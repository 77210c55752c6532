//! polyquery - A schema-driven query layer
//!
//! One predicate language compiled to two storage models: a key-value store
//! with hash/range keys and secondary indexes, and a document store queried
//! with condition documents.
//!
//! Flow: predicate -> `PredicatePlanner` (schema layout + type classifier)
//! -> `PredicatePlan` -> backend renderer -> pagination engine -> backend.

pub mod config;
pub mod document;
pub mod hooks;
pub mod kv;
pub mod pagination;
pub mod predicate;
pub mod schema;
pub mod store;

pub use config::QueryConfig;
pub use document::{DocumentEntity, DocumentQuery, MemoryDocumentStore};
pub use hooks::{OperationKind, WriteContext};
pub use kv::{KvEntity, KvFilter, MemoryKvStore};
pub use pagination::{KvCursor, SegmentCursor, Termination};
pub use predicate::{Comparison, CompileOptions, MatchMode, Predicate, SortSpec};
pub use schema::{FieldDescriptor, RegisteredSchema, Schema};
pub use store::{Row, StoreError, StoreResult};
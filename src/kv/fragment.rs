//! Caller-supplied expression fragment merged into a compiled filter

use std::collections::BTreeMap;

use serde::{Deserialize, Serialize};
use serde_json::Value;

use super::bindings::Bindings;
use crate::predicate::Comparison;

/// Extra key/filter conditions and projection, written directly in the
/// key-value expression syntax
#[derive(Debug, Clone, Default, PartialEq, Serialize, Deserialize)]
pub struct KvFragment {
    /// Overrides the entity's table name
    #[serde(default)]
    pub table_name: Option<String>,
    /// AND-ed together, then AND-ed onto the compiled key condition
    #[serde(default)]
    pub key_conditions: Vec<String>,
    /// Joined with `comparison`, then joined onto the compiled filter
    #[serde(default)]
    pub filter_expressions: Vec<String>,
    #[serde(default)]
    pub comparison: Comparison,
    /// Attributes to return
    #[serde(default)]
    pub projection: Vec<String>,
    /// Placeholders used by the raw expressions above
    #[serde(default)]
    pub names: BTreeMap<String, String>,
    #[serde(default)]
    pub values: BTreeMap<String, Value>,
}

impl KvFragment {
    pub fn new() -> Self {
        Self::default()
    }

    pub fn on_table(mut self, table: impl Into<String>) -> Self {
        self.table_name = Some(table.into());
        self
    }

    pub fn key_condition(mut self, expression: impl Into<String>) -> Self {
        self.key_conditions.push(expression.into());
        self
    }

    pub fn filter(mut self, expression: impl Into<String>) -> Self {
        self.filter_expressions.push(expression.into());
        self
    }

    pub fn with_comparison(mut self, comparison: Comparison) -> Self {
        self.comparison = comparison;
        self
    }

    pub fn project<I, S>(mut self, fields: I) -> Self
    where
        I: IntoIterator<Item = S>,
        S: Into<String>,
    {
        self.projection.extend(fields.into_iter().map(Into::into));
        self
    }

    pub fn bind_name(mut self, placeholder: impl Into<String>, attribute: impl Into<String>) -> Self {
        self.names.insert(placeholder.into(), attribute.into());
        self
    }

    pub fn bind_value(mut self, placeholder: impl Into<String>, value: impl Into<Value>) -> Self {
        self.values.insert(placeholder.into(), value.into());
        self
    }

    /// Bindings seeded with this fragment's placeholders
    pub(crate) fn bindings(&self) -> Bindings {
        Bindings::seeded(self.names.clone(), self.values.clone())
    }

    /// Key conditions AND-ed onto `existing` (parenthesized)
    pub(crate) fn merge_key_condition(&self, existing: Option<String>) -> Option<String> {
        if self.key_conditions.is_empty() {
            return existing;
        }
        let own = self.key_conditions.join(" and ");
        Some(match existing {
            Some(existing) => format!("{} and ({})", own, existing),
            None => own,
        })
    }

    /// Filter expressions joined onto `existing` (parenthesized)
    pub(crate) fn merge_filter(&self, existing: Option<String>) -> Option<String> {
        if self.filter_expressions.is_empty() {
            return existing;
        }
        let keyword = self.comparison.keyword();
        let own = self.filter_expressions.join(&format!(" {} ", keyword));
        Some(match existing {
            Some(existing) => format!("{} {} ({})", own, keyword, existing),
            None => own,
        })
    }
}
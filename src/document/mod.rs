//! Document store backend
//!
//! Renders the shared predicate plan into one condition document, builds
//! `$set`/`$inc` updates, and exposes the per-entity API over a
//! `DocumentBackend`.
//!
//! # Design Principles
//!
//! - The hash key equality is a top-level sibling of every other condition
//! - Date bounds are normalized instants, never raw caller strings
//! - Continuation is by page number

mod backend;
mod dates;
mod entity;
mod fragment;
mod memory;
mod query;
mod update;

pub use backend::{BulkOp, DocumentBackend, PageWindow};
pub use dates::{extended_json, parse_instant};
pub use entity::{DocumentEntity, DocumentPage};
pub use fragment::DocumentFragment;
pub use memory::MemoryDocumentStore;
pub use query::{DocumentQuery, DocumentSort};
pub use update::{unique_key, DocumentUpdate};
═══
For each line of the data that has the word "hash", report that line.

**Result below:**
//! with hash/range keys and secondary indexes, and a document store queried
//! - The hash key equality is a top-level sibling of every other condition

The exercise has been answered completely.